Чугун только постанывал, вцепившись в броню.
Гарнизон — пятачок у дороги с несколькими полуземлянками и автоэлектростанцией — приклеился на краю пропасти, как ласточкино гнездо. Со всех сторон огражден мощной каменной кладкой с бойницами. Каждая землянка, станция, даже летняя столовая — деревянный стол со скамейками — все доверху обнесено кладкой. Больше всего гарнизон напоминал средневековую крепость, только посередине на высокой мачте развевался красный флаг. Дорогу между скалой и гарнизоном перегораживала «змейка» из тяжелых бетонных плит.
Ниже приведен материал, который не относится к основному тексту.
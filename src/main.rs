use clap::Parser;
use rsds::cli::output;
use rsds::cli::{execute_command, Cli};
use tracing::level_filters::LevelFilter;
use tracing_subscriber::fmt::format::FmtSpan;
use tracing_subscriber::layer::SubscriberExt;
use tracing_subscriber::util::SubscriberInitExt;
use tracing_subscriber::{fmt, Layer};

fn main() {
    let cli = Cli::parse();

    setup_logging(cli.debug);

    if let Err(e) = execute_command(&cli) {
        output::error(&e);
        std::process::exit(e.exit_code());
    }
}

fn setup_logging(verbosity: u8) {
    let filter = match verbosity {
        0 => LevelFilter::WARN,
        1 => LevelFilter::INFO,
        2 => LevelFilter::DEBUG,
        3 => LevelFilter::TRACE,
        _ => {
            eprintln!("Don't be crazy, max is -d -d -d");
            LevelFilter::TRACE
        }
    };

    // Create a subscriber with formatted output directed to stderr
    let fmt_layer = fmt::layer()
        .with_writer(std::io::stderr)
        .with_target(true)
        .with_thread_names(false)
        .with_span_events(FmtSpan::CLOSE);

    tracing_subscriber::registry()
        .with(fmt_layer.with_filter(filter))
        .init();

    // Log initial debug level
    match filter {
        LevelFilter::INFO => tracing::info!("Debug mode: info"),
        LevelFilter::DEBUG => tracing::debug!("Debug mode: debug"),
        LevelFilter::TRACE => tracing::debug!("Debug mode: trace"),
        _ => {}
    }
}

#[cfg(test)]
mod tests {
    use super::*;
    use rsds::util::testing;
    use tracing::info;

    #[test]
    fn verify_cli() {
        testing::init_test_setup();
        use clap::CommandFactory;
        Cli::command().debug_assert();
        info!("Debug mode: info");
    }
}
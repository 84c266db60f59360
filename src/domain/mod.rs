//! Domain layer: the data structures themselves
//!
//! This layer is independent of external concerns (no I/O, no CLI, no config loading).

pub mod array;
pub mod bst;
pub mod error;
pub mod graph;
pub mod linked_list;
pub mod queue;
pub mod stack;

pub use array::FixedArray;
pub use bst::{Bst, BstNode};
pub use error::{DomainError, DomainResult};
pub use graph::Graph;
pub use linked_list::LinkedList;
pub use queue::Queue;
pub use stack::Stack;
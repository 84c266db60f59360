//! CLI argument definitions using clap

use std::path::PathBuf;

use clap::{Parser, Subcommand, ValueHint};

use crate::parser::parse_edge;

/// Classic data structures demonstrated: array, linked list, stack, queue, BST and graph
#[derive(Parser, Debug)]
#[command(name = "rsds")]
#[command(author, version, about, long_about = None)]
#[command(propagate_version = true)]
pub struct Cli {
    /// Debug level: -d info, -dd debug, -ddd trace
    #[arg(short, long, global = true, action = clap::ArgAction::Count)]
    pub debug: u8,

    /// Config file (overrides the global config)
    #[arg(short, long, global = true, value_hint = ValueHint::FilePath)]
    pub config: Option<PathBuf>,

    #[command(subcommand)]
    pub command: Option<Commands>,
}

#[derive(Subcommand, Debug)]
pub enum Commands {
    /// Run the full demonstration (default)
    Demo,

    /// Fixed-capacity array
    Array {
        /// Values to store (default: configured sample)
        #[arg(allow_negative_numbers = true)]
        values: Vec<i32>,
    },

    /// Singly linked list
    List {
        /// Values to append (default: configured sample)
        #[arg(allow_negative_numbers = true)]
        values: Vec<i32>,
    },

    /// LIFO stack
    Stack {
        /// Values to push (default: configured sample)
        #[arg(allow_negative_numbers = true)]
        values: Vec<i32>,
        /// Number of pops after pushing
        #[arg(long, default_value_t = 1)]
        pop: usize,
    },

    /// FIFO queue
    Queue {
        /// Values to enqueue (default: configured sample)
        #[arg(allow_negative_numbers = true)]
        values: Vec<i32>,
        /// Number of dequeues after enqueueing
        #[arg(long, default_value_t = 1)]
        dequeue: usize,
    },

    /// Binary search tree
    Bst {
        /// Values to insert, in order (default: configured sample)
        #[arg(allow_negative_numbers = true)]
        values: Vec<i32>,
        /// Also print the tree shape
        #[arg(short, long)]
        tree: bool,
    },

    /// Directed graph as adjacency lists
    Graph {
        /// Number of vertices (default: configured sample)
        #[arg(short, long)]
        vertices: Option<usize>,
        /// Edge SRC:DEST, repeatable (default: configured sample)
        #[arg(short, long = "edge", value_parser = parse_edge, allow_hyphen_values = true)]
        edges: Vec<(i32, i32)>,
        /// Breadth-first order from this vertex
        #[arg(long, allow_negative_numbers = true)]
        bfs: Option<i32>,
        /// Depth-first order from this vertex
        #[arg(long, allow_negative_numbers = true)]
        dfs: Option<i32>,
    },

    /// Manage settings
    Config {
        #[command(subcommand)]
        command: ConfigCommands,
    },

    /// Generate shell completions
    Completion {
        /// Shell type
        #[arg(value_enum)]
        shell: clap_complete::Shell,
    },
}

#[derive(Subcommand, Debug)]
pub enum ConfigCommands {
    /// Show effective configuration
    Show,
    /// Print a commented config template
    Template,
    /// Show global config file location
    Path,
}
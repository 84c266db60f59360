//! Standard exit codes (BSD sysexits.h compatible)

/// Data format error (rejected edge, full buffer)
pub const DATAERR: i32 = 65;

/// Configuration error
pub const CONFIG: i32 = 78;
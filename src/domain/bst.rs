//! Unbalanced binary search tree over `i32` values.
//!
//! Ordering: left subtree strictly less than the node, right subtree
//! greater-or-equal. Duplicates therefore always descend to the right and
//! come out of an in-order walk in insertion order.

use std::fmt;

use termtree::Tree;
use tracing::instrument;

/// Placeholder label for a missing child when its sibling exists.
const EMPTY_SLOT: &str = "·";

/// Tree node exclusively owning its children.
#[derive(Debug, Clone, PartialEq, Eq)]
pub struct BstNode {
    pub value: i32,
    pub left: Option<Box<BstNode>>,
    pub right: Option<Box<BstNode>>,
}

impl BstNode {
    pub fn leaf(value: i32) -> Self {
        Self {
            value,
            left: None,
            right: None,
        }
    }
}

/// Insert `value` below `root` and hand back the subtree root.
///
/// An empty subtree becomes a fresh leaf. Otherwise the child slot chosen by
/// comparison is taken out, recursed into, and stored back, so the caller
/// must keep the returned handle in place of the one it passed in.
///
/// There is no rebalancing and each level costs one stack frame. Sorted input
/// builds a chain whose depth equals the number of values, so very long sorted
/// runs can exhaust the thread's stack.
#[instrument(level = "trace", skip(root))]
pub fn insert(root: Option<Box<BstNode>>, value: i32) -> Box<BstNode> {
    match root {
        None => Box::new(BstNode::leaf(value)),
        Some(mut node) => {
            if value < node.value {
                node.left = Some(insert(node.left.take(), value));
            } else {
                node.right = Some(insert(node.right.take(), value));
            }
            node
        }
    }
}

/// Lazy left/node/right walk starting at `root`.
pub fn traverse_inorder(root: Option<&BstNode>) -> InOrderIterator<'_> {
    InOrderIterator::new(root)
}

/// Binary search tree owning its root.
#[derive(Debug, Default, Clone, PartialEq, Eq)]
pub struct Bst {
    root: Option<Box<BstNode>>,
    len: usize,
}

impl Bst {
    pub fn new() -> Self {
        Self::default()
    }

    #[instrument(level = "trace", skip(self))]
    pub fn insert(&mut self, value: i32) {
        self.root = Some(insert(self.root.take(), value));
        self.len += 1;
    }

    pub fn root(&self) -> Option<&BstNode> {
        self.root.as_deref()
    }

    pub fn len(&self) -> usize {
        self.len
    }

    pub fn is_empty(&self) -> bool {
        self.root.is_none()
    }

    pub fn inorder(&self) -> InOrderIterator<'_> {
        traverse_inorder(self.root())
    }

    pub fn contains(&self, value: i32) -> bool {
        let mut current = self.root();
        while let Some(node) = current {
            if value == node.value {
                return true;
            }
            current = if value < node.value {
                node.left.as_deref()
            } else {
                node.right.as_deref()
            };
        }
        false
    }

    /// Number of nodes on the longest root-to-leaf path; 0 for an empty tree.
    #[instrument(level = "debug", skip(self))]
    pub fn depth(&self) -> usize {
        fn calculate_depth(node: Option<&BstNode>) -> usize {
            match node {
                Some(n) => {
                    1 + calculate_depth(n.left.as_deref()).max(calculate_depth(n.right.as_deref()))
                }
                None => 0,
            }
        }
        calculate_depth(self.root())
    }

    /// Printable tree view, left child listed before right child.
    pub fn to_tree(&self) -> Tree<String> {
        fn build_tree(node: &BstNode) -> Tree<String> {
            let mut tree = Tree::new(node.value.to_string());
            if node.left.is_none() && node.right.is_none() {
                return tree;
            }
            for child in [&node.left, &node.right] {
                let leaf = match child {
                    Some(c) => build_tree(c),
                    None => Tree::new(EMPTY_SLOT.to_string()),
                };
                tree.push(leaf);
            }
            tree
        }

        match self.root() {
            Some(root) => build_tree(root),
            None => Tree::new("Empty tree".to_string()),
        }
    }
}

impl Extend<i32> for Bst {
    fn extend<I: IntoIterator<Item = i32>>(&mut self, iter: I) {
        for value in iter {
            self.insert(value);
        }
    }
}

impl FromIterator<i32> for Bst {
    fn from_iter<I: IntoIterator<Item = i32>>(iter: I) -> Self {
        let mut bst = Bst::new();
        bst.extend(iter);
        bst
    }
}

impl fmt::Display for Bst {
    fn fmt(&self, f: &mut fmt::Formatter<'_>) -> fmt::Result {
        write!(f, "{}", self.to_tree())
    }
}

/// In-order iterator using an explicit stack of pending ancestors.
pub struct InOrderIterator<'a> {
    stack: Vec<&'a BstNode>,
}

impl<'a> InOrderIterator<'a> {
    fn new(root: Option<&'a BstNode>) -> Self {
        let mut iter = Self { stack: Vec::new() };
        iter.push_left_spine(root);
        iter
    }

    fn push_left_spine(&mut self, mut node: Option<&'a BstNode>) {
        while let Some(n) = node {
            self.stack.push(n);
            node = n.left.as_deref();
        }
    }
}

impl<'a> Iterator for InOrderIterator<'a> {
    type Item = i32;

    fn next(&mut self) -> Option<Self::Item> {
        let node = self.stack.pop()?;
        self.push_left_spine(node.right.as_deref());
        Some(node.value)
    }
}
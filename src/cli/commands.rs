//! Command dispatch: load settings, run the service, print sections.

use std::io;

use clap::CommandFactory;
use clap_complete::generate;
use tracing::{debug, instrument};

use crate::application::services::{DemoService, GraphRequest};
use crate::cli::args::{Cli, Commands, ConfigCommands};
use crate::cli::output;
use crate::cli::CliResult;
use crate::config::{global_config_path, Settings};

pub fn execute_command(cli: &Cli) -> CliResult<()> {
    match &cli.command {
        None | Some(Commands::Demo) => _demo(&load_service(cli)?),
        Some(Commands::Array { values }) => {
            let service = load_service(cli)?;
            let values = or_sample(values, &service.settings().linear.values);
            output::section(None, &service.array(values)?);
            Ok(())
        }
        Some(Commands::List { values }) => {
            let service = load_service(cli)?;
            let values = or_sample(values, &service.settings().linear.values);
            output::section(None, &service.linked_list(values));
            Ok(())
        }
        Some(Commands::Stack { values, pop }) => {
            let service = load_service(cli)?;
            let values = or_sample(values, &service.settings().linear.values);
            output::section(None, &service.stack(values, *pop)?);
            Ok(())
        }
        Some(Commands::Queue { values, dequeue }) => {
            let service = load_service(cli)?;
            let values = or_sample(values, &service.settings().linear.values);
            output::section(None, &service.queue(values, *dequeue)?);
            Ok(())
        }
        Some(Commands::Bst { values, tree }) => {
            let service = load_service(cli)?;
            let values = or_sample(values, &service.settings().bst.values);
            output::section(None, &service.bst(values, *tree));
            Ok(())
        }
        Some(Commands::Graph {
            vertices,
            edges,
            bfs,
            dfs,
        }) => _graph(&load_service(cli)?, *vertices, edges, *bfs, *dfs),
        Some(Commands::Config { command }) => _config(cli, command),
        Some(Commands::Completion { shell }) => {
            let mut cmd = Cli::command();
            let name = cmd.get_name().to_string();
            generate(*shell, &mut cmd, name, &mut io::stdout());
            Ok(())
        }
    }
}

/// Layered settings are only read by commands that use them.
fn load_service(cli: &Cli) -> CliResult<DemoService> {
    let settings = Settings::load(cli.config.as_deref())?;
    debug!("settings: {:?}", settings);
    Ok(DemoService::new(settings))
}

/// Explicit values win; no values means the configured sample.
fn or_sample<'a>(values: &'a [i32], sample: &'a [i32]) -> &'a [i32] {
    if values.is_empty() {
        sample
    } else {
        values
    }
}

#[instrument(skip(service))]
fn _demo(service: &DemoService) -> CliResult<()> {
    let sections = service.run_all()?;
    output::banner("=== DATA STRUCTURES IN RUST ===");
    for (i, section) in sections.iter().enumerate() {
        output::info("");
        output::section(Some(i + 1), section);
    }
    output::info("");
    output::banner("=== END OF DEMONSTRATION ===");
    Ok(())
}

#[instrument(skip(service))]
fn _graph(
    service: &DemoService,
    vertices: Option<usize>,
    edges: &[(i32, i32)],
    bfs: Option<i32>,
    dfs: Option<i32>,
) -> CliResult<()> {
    let mut request = GraphRequest::from_settings(service.settings());
    if let Some(n) = vertices {
        request.vertices = n;
    }
    if !edges.is_empty() {
        request.edges = edges.to_vec();
    }
    request.bfs_from = bfs;
    request.dfs_from = dfs;
    output::section(None, &service.graph(&request)?);
    Ok(())
}

#[instrument(skip(cli))]
fn _config(cli: &Cli, command: &ConfigCommands) -> CliResult<()> {
    match command {
        ConfigCommands::Show => {
            let settings = Settings::load(cli.config.as_deref())?;
            output::info(&settings.to_toml()?)
        }
        ConfigCommands::Template => output::info(&Settings::template()),
        ConfigCommands::Path => match global_config_path() {
            Some(path) => output::info(&path.display()),
            None => output::info("no config directory available on this platform"),
        },
    }
    Ok(())
}
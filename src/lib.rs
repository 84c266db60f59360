//! rsds: classic data structures with a console demonstration.
//!
//! - [`domain`]: array, linked list, stack, queue, binary search tree, graph
//! - [`application`]: builds structures from [`config::Settings`] and renders them
//! - [`cli`]: argument parsing and command dispatch

pub mod application;
pub mod cli;
pub mod config;
pub mod domain;
pub mod exitcode;
pub mod parser;
pub mod util;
Колонну, видимо, давно ждали, у ворот толпились человек двадцать местных. Как только машины остановились и уставшие от долгой дороги солдаты посыпались с брони, дикари бросились к ним — лихорадочно шарили глазами по лицам, обнимали каждого, торопливо жали руки.
— Здорово, пацаны! Здорово!.. Ашот!.. Колян!.. Михей!.. Здорово, ребята!..
— Разгружай! — крикнул капитан. — Встали под разгрузку!
Уже в сумерках бойцы по цепочке передавали из рук в руки ящики с боеприпасами и провизией. Бензовоз сливал горючку в зарытую по горловину цистерну. Хохол, улучив момент, мигнул механику-водителю. Они отошли за бэтээр.
— Изюмовки отлей, — попросил Хохол.
— Ты чо, это ж капитанская! Увидит — башку оторвет!
— Да литров пять, не заметит. Надо пацанов угостить, нет?
Водила воровато огляделся и открутил нижнюю пробку запасного топливного бака в задней дверце. Хохол подставил канистру. Из горловины с шипением вырвалась струя пенистой коричневой жидкости с раскисшим изюмом.
— Забродила, нет? — спросил Хохол, принюхиваясь.
— Да ты чо! Под солнышком растрясло — массандра! — Водила перекрыл горловину.
Вечером Хохол, Афанасий, Курбаши и Лютый с друзьями сидели в тесной землянке вокруг низкого стола под тусклой, помаргивающей лампой, пили брагу, разливая из канистры, передавали по кругу косяк. Чугун лежал на животе на матрасе. Перед ним тоже стояла кружка.
— Слушай, а девки теперь в чем ходят? — спросил Ашот.
— Да вон, полгода с гражданки, — кивнул Хохол на молодых.
— Как в чем? — пожал плечами Джоконда. — В платьях. В джинсах.
— Слушай, я знаю, что не в броне с камуфляжем, да?! Я говорю, в каких платьях? Подробно говори, да?
— Ну, этим летом в таких юбках — совсем прозрачные, против солнца насквозь светится. Смотришь, ноги как у штангиста — все равно идет.
— Вот такие? — показал Ашот длину.
— Нет, подлиннее. И покрой вот такой широкий, летает во все стороны. Ветер дунет — все за юбки хватаются…
— А Горбачев — вот я по приемнику слушаю, не пойму, — начал сосед Ашота, медлительный светловолосый Михей. — Перестройка эта. Народ-то чего говорит, верят? Или опять фуфло?..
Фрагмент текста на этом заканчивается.